Hi All- Ready to put people to work! We are in need of 100 pick up trucks throughout the Chicagoland area.

Please PM me or email me at [email protected].

Thanks!


----------



## Superior L & L (Oct 6, 2006)

December 10th and you now need 100 pick ups. Something doesn't add up


----------



## SnowFakers (Dec 31, 2012)

That's a lot of subs. Must be a lot of work, company must be massive


----------



## SnowGuy73 (Apr 7, 2003)

Maybe a little more info would help het a better response.


----------



## snowbunnyof3 (Nov 17, 2007)

Hi- I apologize for not being more specific, crazy busy day. Reality this year, we did pick up some bigger accounts quite late, seems customers are signing their contracts later and later! Quantity has gone down a little bit. We are looking for subs with pick ups in the following areas: 10 pick ups in the Orland Park/Tinley Park area; 6 trucks for the Aurora/Naperville area; 10 trucks for City of Chicago and northern chicago suburb area.

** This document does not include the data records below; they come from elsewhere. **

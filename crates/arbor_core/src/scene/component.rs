//! Components: units of behavior owned by exactly one entity.
//!
//! A component is moved into its entity, so a second owner is impossible by
//! construction. Callbacks run synchronously as the owning entity moves
//! through its lifecycle; a callback error is routed through the capture hook
//! instead of aborting the sweep.

use crate::error::UnitResult;
use crate::lifecycle::{Lifecycle, LifecycleState, Transition};
use crate::scene::{ComponentId, Entity, EntityId};
use std::any::{Any, TypeId};
use std::fmt;

/// Dynamic type access for boxed trait objects.
///
/// Implemented for every `'static` type; call it through a `&dyn Component`
/// (not a `Box`) so the concrete type is reported.
pub trait AsAny: Any {
    fn as_any(&self) -> &dyn Any;
    fn as_any_mut(&mut self) -> &mut dyn Any;
    fn type_name(&self) -> &'static str;
}

impl<T: Any> AsAny for T {
    fn as_any(&self) -> &dyn Any {
        self
    }

    fn as_any_mut(&mut self) -> &mut dyn Any {
        self
    }

    fn type_name(&self) -> &'static str {
        std::any::type_name::<T>()
    }
}

/// Capability marker used for "assignable type" queries.
///
/// A kind is the `TypeId` of any `'static` type, typically a trait object
/// such as `dyn Drawable`. Components opt in by overriding
/// [`Component::provides`].
#[derive(Clone, Copy)]
pub struct Kind {
    id: TypeId,
    name: &'static str,
}

impl Kind {
    pub fn of<M: ?Sized + 'static>() -> Self {
        Self {
            id: TypeId::of::<M>(),
            name: std::any::type_name::<M>(),
        }
    }

    #[inline]
    pub fn is<M: ?Sized + 'static>(&self) -> bool {
        self.id == TypeId::of::<M>()
    }

    pub fn name(&self) -> &'static str {
        self.name
    }
}

impl PartialEq for Kind {
    fn eq(&self, other: &Self) -> bool {
        self.id == other.id
    }
}

impl Eq for Kind {}

impl fmt::Debug for Kind {
    fn fmt(&self, f: &mut fmt::Formatter<'_>) -> fmt::Result {
        f.debug_tuple("Kind").field(&self.name).finish()
    }
}

/// Read-only view of the owner handed to every callback.
#[derive(Debug, Clone, Copy)]
pub struct UnitContext<'a> {
    pub owner: Entity,
    pub owner_id: EntityId,
    pub owner_name: &'a str,
    pub component: ComponentId,
}

/// Contract every behavior unit implements.
///
/// All callbacks default to doing nothing.
pub trait Component: AsAny {
    /// Allow more than one instance of this concrete type per entity.
    fn allows_multiple(&self) -> bool {
        false
    }

    /// Whether this component satisfies an assignable-type query for `kind`.
    fn provides(&self, kind: &Kind) -> bool {
        let _ = kind;
        false
    }

    fn on_attach(&mut self, ctx: &UnitContext<'_>) -> UnitResult {
        let _ = ctx;
        Ok(())
    }

    fn on_activate(&mut self, ctx: &UnitContext<'_>) -> UnitResult {
        let _ = ctx;
        Ok(())
    }

    fn on_start(&mut self, ctx: &UnitContext<'_>) -> UnitResult {
        let _ = ctx;
        Ok(())
    }

    fn on_deactivate(&mut self, ctx: &UnitContext<'_>) -> UnitResult {
        let _ = ctx;
        Ok(())
    }

    fn on_detach(&mut self, ctx: &UnitContext<'_>) -> UnitResult {
        let _ = ctx;
        Ok(())
    }

    fn on_destroy(&mut self, ctx: &UnitContext<'_>) -> UnitResult {
        let _ = ctx;
        Ok(())
    }

    /// Periodic tick, only delivered while started and enabled.
    fn update(&mut self, ctx: &UnitContext<'_>, dt: f32) -> UnitResult {
        let _ = (ctx, dt);
        Ok(())
    }
}

/// Lookup mode for component queries.
#[derive(Debug, Clone, Copy, PartialEq, Eq)]
pub enum ComponentQuery {
    /// Concrete type must match exactly.
    Exact(TypeId),
    /// Concrete type equals the kind, or the component provides it.
    Kind(Kind),
}

impl ComponentQuery {
    pub fn exact<T: Component>() -> Self {
        Self::Exact(TypeId::of::<T>())
    }

    pub fn kind<M: ?Sized + 'static>() -> Self {
        Self::Kind(Kind::of::<M>())
    }

    pub(crate) fn matches(&self, slot: &ComponentSlot) -> bool {
        match self {
            Self::Exact(type_id) => slot.type_id == *type_id,
            Self::Kind(kind) => slot.type_id == kind.id || slot.behavior().provides(kind),
        }
    }
}

/// A component removed from its entity without being destroyed.
pub struct DetachedComponent {
    id: ComponentId,
    lifecycle: Lifecycle,
    enabled: bool,
    behavior: Box<dyn Component>,
}

impl DetachedComponent {
    pub fn id(&self) -> ComponentId {
        self.id
    }

    pub fn state(&self) -> LifecycleState {
        self.lifecycle.state()
    }

    pub fn downcast_ref<T: Component>(&self) -> Option<&T> {
        let behavior: &dyn Component = &*self.behavior;
        behavior.as_any().downcast_ref::<T>()
    }

    /// Give up the component id and lifecycle, keeping only the behavior.
    pub fn into_inner(self) -> Box<dyn Component> {
        self.behavior
    }
}

impl fmt::Debug for DetachedComponent {
    fn fmt(&self, f: &mut fmt::Formatter<'_>) -> fmt::Result {
        let behavior: &dyn Component = &*self.behavior;
        f.debug_struct("DetachedComponent")
            .field("id", &self.id)
            .field("state", &self.lifecycle.state())
            .field("type", &behavior.type_name())
            .finish()
    }
}

/// Storage for one component inside its entity.
pub(crate) struct ComponentSlot {
    pub id: ComponentId,
    pub type_id: TypeId,
    pub type_name: &'static str,
    pub lifecycle: Lifecycle,
    pub enabled: bool,
    behavior: Box<dyn Component>,
}

impl ComponentSlot {
    pub fn new(id: ComponentId, behavior: Box<dyn Component>) -> Self {
        Self::with_lifecycle(id, Lifecycle::new(), true, behavior)
    }

    fn with_lifecycle(
        id: ComponentId,
        lifecycle: Lifecycle,
        enabled: bool,
        behavior: Box<dyn Component>,
    ) -> Self {
        let (type_id, type_name) = {
            let dynamic: &dyn Component = &*behavior;
            (dynamic.as_any().type_id(), dynamic.type_name())
        };
        Self {
            id,
            type_id,
            type_name,
            lifecycle,
            enabled,
            behavior,
        }
    }

    pub fn from_detached(detached: DetachedComponent) -> Self {
        Self::with_lifecycle(
            detached.id,
            detached.lifecycle,
            detached.enabled,
            detached.behavior,
        )
    }

    pub fn into_detached(self) -> DetachedComponent {
        DetachedComponent {
            id: self.id,
            lifecycle: self.lifecycle,
            enabled: self.enabled,
            behavior: self.behavior,
        }
    }

    #[inline]
    pub fn behavior(&self) -> &dyn Component {
        &*self.behavior
    }

    pub fn downcast_ref<T: Component>(&self) -> Option<&T> {
        self.behavior().as_any().downcast_ref::<T>()
    }

    pub fn downcast_mut<T: Component>(&mut self) -> Option<&mut T> {
        let behavior: &mut dyn Component = &mut *self.behavior;
        behavior.as_any_mut().downcast_mut::<T>()
    }

    /// Run the callback belonging to `transition`.
    pub fn invoke(&mut self, transition: Transition, ctx: &UnitContext<'_>) -> UnitResult {
        let behavior: &mut dyn Component = &mut *self.behavior;
        match transition {
            Transition::Load => Ok(()),
            Transition::Attach => behavior.on_attach(ctx),
            Transition::Activate => behavior.on_activate(ctx),
            Transition::Start => behavior.on_start(ctx),
            Transition::Deactivate => behavior.on_deactivate(ctx),
            Transition::Detach => behavior.on_detach(ctx),
            Transition::Destroy => behavior.on_destroy(ctx),
        }
    }

    pub fn update(&mut self, ctx: &UnitContext<'_>, dt: f32) -> UnitResult {
        let behavior: &mut dyn Component = &mut *self.behavior;
        behavior.update(ctx, dt)
    }
}

#[cfg(test)]
mod tests {
    use super::*;

    trait Drawable {}

    struct Sprite;
    impl Component for Sprite {
        fn provides(&self, kind: &Kind) -> bool {
            kind.is::<dyn Drawable>()
        }
    }

    struct Logic;
    impl Component for Logic {}

    #[test]
    fn slot_records_concrete_type() {
        let slot = ComponentSlot::new(ComponentId::from_raw(1), Box::new(Sprite));
        assert_eq!(slot.type_id, TypeId::of::<Sprite>());
        assert!(slot.type_name.ends_with("Sprite"));
        assert!(slot.downcast_ref::<Sprite>().is_some());
        assert!(slot.downcast_ref::<Logic>().is_none());
    }

    #[test]
    fn exact_and_kind_queries_differ() {
        let sprite = ComponentSlot::new(ComponentId::from_raw(1), Box::new(Sprite));
        let logic = ComponentSlot::new(ComponentId::from_raw(2), Box::new(Logic));

        let drawable = ComponentQuery::kind::<dyn Drawable>();
        assert!(drawable.matches(&sprite));
        assert!(!drawable.matches(&logic));

        assert!(ComponentQuery::exact::<Logic>().matches(&logic));
        assert!(!ComponentQuery::exact::<Logic>().matches(&sprite));
        assert!(ComponentQuery::kind::<Sprite>().matches(&sprite));
    }
}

If you know of anyone, please email or PM me. I've had luck in the past on this site and hope that there are still people out there looking for work.

Thank you


----------



## Glenn Lawn Care (Sep 28, 2009)

That only adds up to 26.


----------



## White Gardens (Oct 29, 2008)

Glenn Lawn Care;1682734 said:


> That only adds up to 26.


Say 100, and you'll get your 26.

......


----------



## snocrete (Feb 28, 2009)

White Gardens;1682740 said:


> Say 100, and you'll get your 26.
> 
> ......


that works for shovelers also


----------



## SullivanSeptic (Nov 30, 2008)

He said the quantity went down. I assume that's why it went from 100 to 26. And in reality, you probably need to ask for 100 to get a 25% turn out. Then the question comes up as to how reliable people can be.


----------



## 1olddogtwo (Aug 6, 2007)

SullivanSeptic;1692225 said:


> He said the quantity went down. I assume that's why it went from 100 to 26. And in reality, you probably need to ask for 100 to get a 25% turn out. Then the question comes up as to how reliable people can be.


isn't snow bunny your alias on plow site


----------



## SullivanSeptic (Nov 30, 2008)

Bahahahhahaha


----------